The beautiful thing about becoming a giver is that it’ll lead to fulfilling all your desires, and you get to feel good while doing it, too. Many people are afraid they lose when they give to others — they feel as if love and goodwill are limited and that if all their time isn’t spent acquiring them (and God forbid if they give any away), they’ll end up with nothing. But that’s not the case.
If you want your desires, feed them with love. Stop focusing on the negative — on what you don’t have that you want — and focus on the positive. Focus on how much you love your SP. Focus on how much you could do for the world if you had 50 million dollars. Even more simply, focus on the impact you can have simply by being nice.
Yeah, seriously — if you spend all your time going out and trying to be genuinely kind to others —even to others who are angry and afraid and anything but nice to you — you’ll be making progress toward your manifestation goals. You’ll be learning to give instead of take.
To he who gives freely, the world is given in return. From he who takes freely, everything is taken.
As always, good luck.
I agree with this, but: I'm in a situation where I give and give to family and friends, helping them physically, financially and emotionally. I genuinely try to help them. I try to always stay kind even when I am pretty much at the end of my own tether and am always mindful that my actions and words do not hurt, even unintentionally. All the while trying to keep the best outcome for all of us in my mind. So on the surface I am doing what you described, but the only thing I have manifested until now is more problems. One is solved, another pops up. This has been going in since I was a young child, and is exactly the reason I turned to non-duality and manifesting in the first place. It has helped me a lot to stay upright, but the rest stays the same.
Believe me I know this sounds like I am a martyr who does not know how to set boundaries and I am very aware that I create this somehow myself.
The only thing I want to manifest right now is happy independent people around me and some nice me-time.
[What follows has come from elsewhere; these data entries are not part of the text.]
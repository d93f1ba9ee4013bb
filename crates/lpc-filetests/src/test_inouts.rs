//! The `inouts` subtest - interface liveness tests
//!
//! Prints the [`ProgramInterface`] recorded for each shader.

use std::fmt::Write;

use lpc_glir::parse_shader;
use lpc_link::{set_program_inouts, ProgramInterface};

use crate::{filecheck::check_output, parser::parse_test_file};

/// Run tests from inouts test files
pub fn run_tests_from_file(content: &str) {
    let test_cases = parse_test_file(content);

    assert!(!test_cases.is_empty(), "No test cases found in test file");

    for case in test_cases {
        assert_eq!(
            case.command, "test inouts",
            "Unexpected test command: {}",
            case.command
        );
        run_inouts_test(&case.shader_text, &case.expected_text);
    }
}

/// One line per field; interpolation as `slot.component=qualifier` for
/// each read input component that has one.
fn describe(prog: &ProgramInterface) -> String {
    let mut out = String::new();
    let _ = writeln!(out, "inputs_read {}", prog.inputs_read);
    let _ = writeln!(out, "outputs_written {}", prog.outputs_written);
    let _ = writeln!(out, "system_values_read {}", prog.system_values_read);
    let _ = writeln!(out, "centroid {}", prog.is_centroid);
    let interp: Vec<String> = prog
        .inputs_read
        .iter()
        .filter_map(|bit| {
            let (slot, component) = (bit / 4, bit % 4);
            let keyword = prog.interp_qualifier(slot, component).keyword()?;
            Some(format!("{}.{}={}", slot, b"xyzw"[component as usize] as char, keyword))
        })
        .collect();
    let _ = writeln!(out, "interp {}", interp.join(" "));
    let _ = writeln!(out, "uses_derivative {}", prog.uses_derivative);
    let _ = writeln!(out, "uses_discard {}", prog.uses_discard);
    out
}

fn run_inouts_test(shader_text: &str, expected_text: &str) {
    let shader = parse_shader(shader_text).unwrap_or_else(|e| {
        panic!("Failed to parse shader: {}\n\nShader text:\n{}", e, shader_text)
    });
    let mut prog = ProgramInterface::new();
    let actual = match set_program_inouts(&shader, &mut prog) {
        Ok(()) => describe(&prog),
        Err(e) => format!("error: {}\n", e),
    };
    check_output(&actual, expected_text, shader_text);
}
But I keep releasing and releasing, trying to find this underlying belief that creates this, but there is an absolute blind spot there.
Any suggestions are welcome.
P.s. I love your posts, they're insightful and brilliantly written. But this one really got to me, as it is exactly what I am almost tearing my hair out about.
Beautiful, once again. :)
Thank you, my friend!
May I request you to share your views on revision as propagated by Neville. I may be wrong, but I find many parallels between your teachings and the revision 'technique'. It would be amazing to know what you think about it, and how you'd incorporate revision to 'erase' the past, so to speak. :)
Thank you so much once again, my friend. Love to you.